//! # SignalSession: at most one live generation task.
//!
//! ```text
//! replace(source, max, listener)
//!   └─ lock current
//!        ├─ previous.cancel_and_join()   (awaited: no overlap)
//!        └─ spawn generation task ──► stream.next() ──► listener(sample)
//!                                          │
//!                                          └─ Err(ProviderDied) ──► fault channel
//! ```
//!
//! ## Rules
//! - The previous task has terminated before the next one is spawned.
//! - After `stop()` returns, the listener is never invoked again.
//! - Concurrent `replace()` calls are serialized by an async mutex.

use std::sync::Arc;
use std::sync::atomic::{AtomicU64, Ordering};

use futures::StreamExt;
use tokio::sync::{Mutex, mpsc};
use tokio_util::sync::CancellationToken;
use tracing::{debug, trace, warn};

use crate::error::GenerationError;
use crate::session::GenerationHandle;
use crate::source::SignalSource;

/// Callback receiving every sample of the live generation.
pub type SampleListener = Arc<dyn Fn(f32) + Send + Sync>;

/// A generation task that ended with an error.
#[derive(Clone, Copy, Debug, PartialEq)]
pub struct GenerationFault {
    pub generation: u64,
    pub max_value: f32,
    pub error: GenerationError,
}

/// Owns the single live generation task.
pub struct SignalSession {
    current: Mutex<Option<GenerationHandle>>,
    next_id: AtomicU64,
    faults: mpsc::UnboundedSender<GenerationFault>,
}

impl SignalSession {
    /// Creates an idle session and the receiver for generation faults.
    pub fn new() -> (Self, mpsc::UnboundedReceiver<GenerationFault>) {
        let (faults, rx) = mpsc::unbounded_channel();
        (
            Self {
                current: Mutex::new(None),
                next_id: AtomicU64::new(1),
                faults,
            },
            rx,
        )
    }

    /// Cancels and joins the live task, then starts generating from `source`.
    ///
    /// Returns the id of the new generation. If `source` cannot be opened the
    /// previous task is still stopped and the fault is reported on the fault
    /// channel.
    pub async fn replace(
        &self,
        source: &Arc<dyn SignalSource>,
        max_value: f32,
        on_sample: SampleListener,
    ) -> u64 {
        let mut current = self.current.lock().await;
        if let Some(previous) = current.take() {
            trace!(generation = previous.id, "joining previous generation");
            previous.cancel_and_join().await;
        }

        let id = self.next_id.fetch_add(1, Ordering::Relaxed);
        let stream = match source.open(max_value) {
            Ok(stream) => stream,
            Err(error) => {
                warn!(generation = id, source = source.name(), %error, "failed to open source");
                let _ = self.faults.send(GenerationFault {
                    generation: id,
                    max_value,
                    error,
                });
                return id;
            }
        };

        let token = CancellationToken::new();
        let join = tokio::spawn(generate(
            id,
            max_value,
            stream,
            token.clone(),
            on_sample,
            self.faults.clone(),
        ));
        debug!(generation = id, max_value, source = source.name(), "generation started");
        *current = Some(GenerationHandle::new(id, max_value, token, join));
        id
    }

    /// Cancels and joins the live task. Returns `false` if none was running.
    pub async fn stop(&self) -> bool {
        let previous = self.current.lock().await.take();
        match previous {
            Some(handle) => {
                let id = handle.id;
                handle.cancel_and_join().await;
                debug!(generation = id, "generation stopped");
                true
            }
            None => false,
        }
    }

    /// Starts generating, or stops when no listener is given.
    ///
    /// Returns the new generation id, or `None` after a stop.
    pub async fn provide_data(
        &self,
        source: &Arc<dyn SignalSource>,
        max_value: f32,
        on_sample: Option<SampleListener>,
    ) -> Option<u64> {
        match on_sample {
            Some(listener) => Some(self.replace(source, max_value, listener).await),
            None => {
                self.stop().await;
                None
            }
        }
    }

    /// Id and max value of the live generation.
    pub async fn current(&self) -> Option<(u64, f32)> {
        self.current
            .lock()
            .await
            .as_ref()
            .map(|h| (h.id, h.max_value))
    }
}

async fn generate(
    id: u64,
    max_value: f32,
    mut stream: crate::source::SampleStream,
    token: CancellationToken,
    on_sample: SampleListener,
    faults: mpsc::UnboundedSender<GenerationFault>,
) -> Result<(), GenerationError> {
    loop {
        let next = tokio::select! {
            biased;
            _ = token.cancelled() => return Ok(()),
            next = stream.next() => next,
        };
        match next {
            Some(Ok(value)) => {
                if token.is_cancelled() {
                    return Ok(());
                }
                on_sample(value);
            }
            Some(Err(error)) => {
                if !token.is_cancelled() {
                    warn!(generation = id, %error, "generation failed");
                    let _ = faults.send(GenerationFault {
                        generation: id,
                        max_value,
                        error,
                    });
                }
                return Err(error);
            }
            None => {
                trace!(generation = id, "sample stream ended");
                return Ok(());
            }
        }
    }
}

#[cfg(test)]
mod tests {
    use std::time::Duration;

    use futures::stream;
    use parking_lot::Mutex as SyncMutex;

    use super::*;
    use crate::source::SampleStream;

    /// Emits `max_value` every millisecond; fails after `fail_after` samples if set.
    struct Constant {
        fail_after: Option<usize>,
    }

    impl SignalSource for Constant {
        fn name(&self) -> &str {
            "constant"
        }

        fn open(&self, max_value: f32) -> Result<SampleStream, GenerationError> {
            let fail_after = self.fail_after;
            Ok(Box::pin(stream::unfold(0usize, move |n| async move {
                tokio::time::sleep(Duration::from_millis(1)).await;
                match fail_after {
                    Some(limit) if n >= limit => {
                        if n == limit {
                            Some((Err(GenerationError::ProviderDied), n + 1))
                        } else {
                            None
                        }
                    }
                    _ => Some((Ok(max_value), n + 1)),
                }
            })))
        }
    }

    fn constant() -> Arc<dyn SignalSource> {
        Arc::new(Constant { fail_after: None })
    }

    fn recorder() -> (SampleListener, Arc<SyncMutex<Vec<f32>>>) {
        let seen = Arc::new(SyncMutex::new(Vec::new()));
        let sink = Arc::clone(&seen);
        (Arc::new(move |v| sink.lock().push(v)), seen)
    }

    #[tokio::test]
    async fn replace_stops_previous_before_starting_next() {
        let (session, _faults) = SignalSession::new();
        let source = constant();
        let (listener, seen) = recorder();

        session.replace(&source, 50.0, listener.clone()).await;
        tokio::time::sleep(Duration::from_millis(20)).await;
        session.replace(&source, 30.0, listener).await;
        let cut = seen.lock().len();
        tokio::time::sleep(Duration::from_millis(20)).await;

        let seen = seen.lock();
        assert!(seen[..cut].iter().all(|v| *v == 50.0));
        assert!(seen[cut..].iter().all(|v| *v == 30.0));
        assert!(seen.len() > cut);
    }

    #[tokio::test]
    async fn nothing_is_delivered_after_stop() {
        let (session, _faults) = SignalSession::new();
        let (listener, seen) = recorder();

        session.replace(&constant(), 10.0, listener).await;
        tokio::time::sleep(Duration::from_millis(10)).await;
        assert!(session.stop().await);
        let frozen = seen.lock().len();
        tokio::time::sleep(Duration::from_millis(20)).await;

        assert_eq!(seen.lock().len(), frozen);
        assert!(!session.stop().await);
        assert!(session.current().await.is_none());
    }

    #[tokio::test]
    async fn stream_error_is_reported_as_fault() {
        let (session, mut faults) = SignalSession::new();
        let source: Arc<dyn SignalSource> = Arc::new(Constant {
            fail_after: Some(3),
        });
        let (listener, seen) = recorder();

        let id = session.replace(&source, 7.0, listener).await;
        let fault = faults.recv().await.expect("fault");

        assert_eq!(
            fault,
            GenerationFault {
                generation: id,
                max_value: 7.0,
                error: GenerationError::ProviderDied,
            }
        );
        assert_eq!(seen.lock().len(), 3);
    }

    #[tokio::test]
    async fn provide_data_without_listener_stops() {
        let (session, _faults) = SignalSession::new();
        let (listener, _seen) = recorder();
        let source = constant();

        let id = session.provide_data(&source, 5.0, Some(listener)).await;
        assert_eq!(session.current().await, id.map(|id| (id, 5.0)));

        assert_eq!(session.provide_data(&source, 5.0, None).await, None);
        assert!(session.current().await.is_none());
    }

    #[tokio::test(flavor = "multi_thread", worker_threads = 4)]
    async fn concurrent_replaces_leave_one_generation() {
        let session = Arc::new(SignalSession::new().0);
        let source = constant();
        let live = Arc::new(SyncMutex::new(std::collections::HashSet::new()));

        let mut joins = Vec::new();
        for i in 0..8 {
            let session = Arc::clone(&session);
            let source = Arc::clone(&source);
            let live = Arc::clone(&live);
            joins.push(tokio::spawn(async move {
                let listener: SampleListener = Arc::new(move |v| {
                    live.lock().insert(v.to_bits());
                });
                session.replace(&source, i as f32, listener).await
            }));
        }
        for j in joins {
            j.await.expect("join");
        }

        let (_, max) = session.current().await.expect("one live generation");
        live.lock().clear();
        tokio::time::sleep(Duration::from_millis(20)).await;

        let live = live.lock();
        assert_eq!(live.len(), 1);
        assert!(live.contains(&max.to_bits()));
    }
}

Work order ::
Taking the records from the top, repeat each line exactly until you have repeated the line that contains "use crate::session::GenerationHandle;".

Result ::
//! # SignalSession: at most one live generation task.
//!
//! ```text
//! replace(source, max, listener)
//!   └─ lock current
//!        ├─ previous.cancel_and_join()   (awaited: no overlap)
//!        └─ spawn generation task ──► stream.next() ──► listener(sample)
//!                                          │
//!                                          └─ Err(ProviderDied) ──► fault channel
//! ```
//!
//! ## Rules
//! - The previous task has terminated before the next one is spawned.
//! - After `stop()` returns, the listener is never invoked again.
//! - Concurrent `replace()` calls are serialized by an async mutex.

use std::sync::Arc;
use std::sync::atomic::{AtomicU64, Ordering};

use futures::StreamExt;
use tokio::sync::{Mutex, mpsc};
use tokio_util::sync::CancellationToken;
use tracing::{debug, trace, warn};

use crate::error::GenerationError;
use crate::session::GenerationHandle;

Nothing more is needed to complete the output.